In the back of my mind, I am constantly thinking about weight loss, health, dieting and all related aspects. I have officially started to get my mind right as far as health is concerned. And have decided to set my self some goals. I have a list of things that I need to be finished with or close to finished with by June 30, 2012. Why June, you ask? Cause my birthday is July 8th and I will be 30 and it's before we all die...and refuse to not have these tasks completed by then.
The main thing is to get my health in order. Starting slowly with weight loss. And the weight loss is more for vanity at this point. I was thinking about what I used to look like in HS, and I was thin. In fact, I was thin most of my life. Until I turned about 22-23. That's when I started to pick up weight and even then, I wasn't terribly heavy, just heavier. When I graduated HS, I probably weighed at most 120. When I was 22-23, maybe about 140, possibly 135...not terrible. Still could shop at the teen stores. Once I hit CSUS, I started to gain more. About 150-165...after I passed 180, I really just got lazy and didn't care. So, basically I have spent most of my twenties, in a body that doesn't feel or look like mine. Well, now I am at a weight, that is truly a jump away from the 300s.

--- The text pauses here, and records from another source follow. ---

use chrono::{Duration, NaiveDate, NaiveTime};

use crate::config::AttendancePolicy;
use crate::model::overtime::OvertimeRequest;
use crate::model::schedule::WorkSchedule;

/// Outcome of a clock-out computation, in whole minutes.
#[derive(Debug, Default, Clone, Copy, PartialEq, Eq)]
pub struct Durations {
    pub work_minutes: i64,
    /// Overtime actually credited: capped by the approved grant, zero when
    /// no grant exists.
    pub overtime_minutes: i64,
    /// Overtime worked but not credited — beyond the grant, or beyond the
    /// grace period when there is no grant. Reported, never paid.
    pub excess_minutes: i64,
}

/// Derive work and overtime minutes for one attendance day.
///
/// Pure over its inputs: the caller supplies the attendance date, both
/// clock times, the schedule, any approved overtime grant and the policy.
/// A clock-out at or before the clock-in is treated as next-day — that is
/// the single cross-midnight normalization point, applied before any diff.
pub fn compute(
    date: NaiveDate,
    clock_in: Option<NaiveTime>,
    clock_out: Option<NaiveTime>,
    schedule: Option<&WorkSchedule>,
    approved: Option<&OvertimeRequest>,
    policy: &AttendancePolicy,
) -> Durations {
    let (Some(clock_in), Some(clock_out)) = (clock_in, clock_out) else {
        return Durations::default();
    };

    let started = date.and_time(clock_in);
    let mut ended = date.and_time(clock_out);
    if ended <= started {
        ended += Duration::days(1);
    }

    let mut result = Durations {
        work_minutes: (ended - started).num_minutes().abs(),
        ..Durations::default()
    };

    let Some(schedule) = schedule else {
        return result;
    };

    let scheduled_end = date.and_time(schedule.end_time);
    if ended <= scheduled_end {
        return result;
    }
    let raw_overtime = (ended - scheduled_end).num_minutes();

    match approved {
        Some(grant) => {
            let cap = i64::from(grant.duration);
            result.overtime_minutes = raw_overtime.min(cap);
            if raw_overtime > cap {
                result.excess_minutes = raw_overtime - cap;
                tracing::warn!(
                    raw_overtime,
                    approved = cap,
                    excess = result.excess_minutes,
                    "clock-out exceeds approved overtime; excess not credited"
                );
            }
        }
        None => {
            // No grant: nothing is credited. Past the grace period the
            // uncovered minutes become reportable.
            if raw_overtime > policy.grace_minutes {
                result.excess_minutes = raw_overtime - policy.grace_minutes;
                tracing::info!(
                    raw_overtime,
                    grace = policy.grace_minutes,
                    "overtime worked without approval; not credited"
                );
            }
        }
    }

    result
}

#[cfg(test)]
mod tests {
    use super::*;
    use crate::model::overtime::OvertimeRequest;

    fn date() -> NaiveDate {
        NaiveDate::from_ymd_opt(2025, 8, 25).unwrap()
    }

    fn t(h: u32, m: u32) -> NaiveTime {
        NaiveTime::from_hms_opt(h, m, 0).unwrap()
    }

    fn office_hours() -> WorkSchedule {
        // 08:00 - 17:00, Mon-Fri
        WorkSchedule::test_default()
    }

    fn grant(minutes: i32) -> OvertimeRequest {
        OvertimeRequest::test_approved(date(), t(17, 0), minutes)
    }

    fn policy() -> AttendancePolicy {
        AttendancePolicy::default()
    }

    #[test]
    fn missing_either_clock_yields_zeroes() {
        let p = policy();
        assert_eq!(
            compute(date(), None, Some(t(17, 0)), None, None, &p),
            Durations::default()
        );
        assert_eq!(
            compute(date(), Some(t(8, 0)), None, None, None, &p),
            Durations::default()
        );
    }

    #[test]
    fn plain_day_without_schedule() {
        let r = compute(date(), Some(t(9, 0)), Some(t(17, 30)), None, None, &policy());
        assert_eq!(r.work_minutes, 510);
        assert_eq!(r.overtime_minutes, 0);
    }

    #[test]
    fn cross_midnight_clock_out_lands_next_day() {
        // 23:50 in, 00:20 out -> 30 minutes.
        let r = compute(date(), Some(t(23, 50)), Some(t(0, 20)), None, None, &policy());
        assert_eq!(r.work_minutes, 30);
    }

    #[test]
    fn clock_out_equal_to_clock_in_is_a_full_day() {
        let r = compute(date(), Some(t(8, 0)), Some(t(8, 0)), None, None, &policy());
        assert_eq!(r.work_minutes, 24 * 60);
    }

    #[test]
    fn late_leave_without_grant_credits_nothing() {
        // 08:10 -> 19:30 against an 08:00-17:00 schedule: 690 worked minutes,
        // 150 raw overtime, none credited, 135 reportable past the grace.
        let schedule = office_hours();
        let r = compute(
            date(),
            Some(t(8, 10)),
            Some(t(19, 30)),
            Some(&schedule),
            None,
            &policy(),
        );
        assert_eq!(r.work_minutes, 690);
        assert_eq!(r.overtime_minutes, 0);
        assert_eq!(r.excess_minutes, 150 - 15);
    }

    #[test]
    fn leave_within_grace_reports_nothing() {
        let schedule = office_hours();
        let r = compute(
            date(),
            Some(t(8, 0)),
            Some(t(17, 10)),
            Some(&schedule),
            None,
            &policy(),
        );
        assert_eq!(r.overtime_minutes, 0);
        assert_eq!(r.excess_minutes, 0);
    }

    #[test]
    fn approved_grant_caps_the_credit() {
        // 120-minute grant, 150 raw overtime -> 120 credited, 30 excess.
        let schedule = office_hours();
        let g = grant(120);
        let r = compute(
            date(),
            Some(t(8, 10)),
            Some(t(19, 30)),
            Some(&schedule),
            Some(&g),
            &policy(),
        );
        assert_eq!(r.work_minutes, 690);
        assert_eq!(r.overtime_minutes, 120);
        assert_eq!(r.excess_minutes, 30);
    }

    #[test]
    fn credit_never_exceeds_the_grant_no_matter_how_late() {
        let schedule = office_hours();
        let g = grant(120);
        for out in [t(19, 0), t(21, 0), t(23, 59)] {
            let r = compute(
                date(),
                Some(t(8, 0)),
                Some(out),
                Some(&schedule),
                Some(&g),
                &policy(),
            );
            assert!(r.overtime_minutes <= 120, "out = {out}, got {r:?}");
        }
    }

    #[test]
    fn grant_pays_actual_time_when_under_the_cap() {
        let schedule = office_hours();
        let g = grant(120);
        let r = compute(
            date(),
            Some(t(8, 0)),
            Some(t(18, 0)),
            Some(&schedule),
            Some(&g),
            &policy(),
        );
        assert_eq!(r.overtime_minutes, 60);
        assert_eq!(r.excess_minutes, 0);
    }

    #[test]
    fn leaving_before_scheduled_end_is_never_overtime() {
        let schedule = office_hours();
        let g = grant(120);
        let r = compute(
            date(),
            Some(t(8, 0)),
            Some(t(16, 0)),
            Some(&schedule),
            Some(&g),
            &policy(),
        );
        assert_eq!(r.work_minutes, 480);
        assert_eq!(r.overtime_minutes, 0);
    }

    #[test]
    fn work_minutes_are_never_negative() {
        for (cin, cout) in [(t(22, 0), t(6, 0)), (t(17, 0), t(9, 0)), (t(0, 0), t(0, 0))] {
            let r = compute(date(), Some(cin), Some(cout), None, None, &policy());
            assert!(r.work_minutes >= 0, "in={cin} out={cout}");
        }
    }
}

I could turn around one day and be so overweight, I would die of sheer vanity and embarrassment. Now, I'm pretty tall, I'm about 5'8, so to weigh 200 isn't that unheard of. However, I am also unhealthy. I know that when the women in my family are at their proper size, they are built small. So I really don't have a "big boned" physique. I should be flat all over. I should have a flat butt, and small boobs. No hips, and bony legs, but thicker thighs. But I don't. I'm round all over at this point. Basically back to my weight loss for vanity, I was talking to my mom, and telling her my goals. And how I basically wasted the best years of my life being fat. I am a very sexual person, not that I like to sleep around, but that I enjoy a nice looking body. And if you got it flaunt it. Well, with me being larger than I would like, I have wasted my hoochie dressing years cooped up in a fat suit. So I am going to get it together and get fit, so I can spend the next few years, before I "grow up" dressing like a cheap whore. Fredericks catalog is going to be my main shopping post. You can beat your sweet ass!

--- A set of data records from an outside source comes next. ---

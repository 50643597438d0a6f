/// Mean Earth radius in meters, as used by the haversine formula.
const EARTH_RADIUS_M: f64 = 6_371_000.0;

/// Great-circle distance between two coordinates in meters (haversine).
///
/// Radian math keeps this stable near the poles and across the ±180°
/// meridian, where a planar approximation would fall apart.
pub fn distance_meters(lat_from: f64, lon_from: f64, lat_to: f64, lon_to: f64) -> f64 {
    let lat_from = lat_from.to_radians();
    let lon_from = lon_from.to_radians();
    let lat_to = lat_to.to_radians();
    let lon_to = lon_to.to_radians();

    let lat_delta = lat_to - lat_from;
    let lon_delta = lon_to - lon_from;

    let angle = 2.0
        * ((lat_delta / 2.0).sin().powi(2)
            + lat_from.cos() * lat_to.cos() * (lon_delta / 2.0).sin().powi(2))
        .sqrt()
        .asin();

    angle * EARTH_RADIUS_M
}

#[cfg(test)]
mod tests {
    use super::*;

    #[test]
    fn zero_distance_for_same_point() {
        assert!(distance_meters(-6.2, 106.8, -6.2, 106.8) < 1e-6);
    }

    #[test]
    fn one_degree_of_latitude_is_about_111_km() {
        let d = distance_meters(0.0, 0.0, 1.0, 0.0);
        assert!((d - 111_195.0).abs() < 200.0, "got {d}");
    }

    #[test]
    fn short_distances_match_surveyed_values() {
        // Two points ~157m apart (0.001 deg lat + 0.001 deg lon at the equator).
        let d = distance_meters(0.0, 0.0, 0.001, 0.001);
        assert!((d - 157.0).abs() < 1.0, "got {d}");
    }

    #[test]
    fn wraps_cleanly_across_the_antimeridian() {
        // 0.002 degrees of longitude apart, straddling +/-180.
        let d = distance_meters(0.0, 179.999, 0.0, -179.999);
        assert!(d < 300.0, "got {d}");
    }

    #[test]
    fn symmetric_in_its_arguments() {
        let a = distance_meters(-6.2, 106.8, -6.21, 106.81);
        let b = distance_meters(-6.21, 106.81, -6.2, 106.8);
        assert!((a - b).abs() < 1e-9);
    }
}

So what I have decided, is I will slowly start making life changes, one of the first is to cut out soda. That to me is hard, but easy at the same time. It's all about making the right choices at the right time. At my job, drinks are free and we serve Pepsi. I have been drinking iced tea. I hook it up with hella Splenda and lemon. But I do it. And while I'm at work I DO NOT drink soda. Today I also made the effort before bowling to bring food with me. Usually I buy something there, but today, I took leftover burritos and my water bottle. I also made some cookies for Heather's bday and ate 2 at the alley...and 1 at home (I have to taste test, right?). I think I am getting used to not relying on fast food. I just have to stop being so lazy and put in 5 extra minutes to bring my lunch or dinner, wherever I go.
Next step is the gym tomorrow! First day in a LONG time. I know I will be feeling like this.
Lord help me and wish me luck. I just bought tickets for a meet and greet with Travie McCoy...I really must be looking somewhat decent now.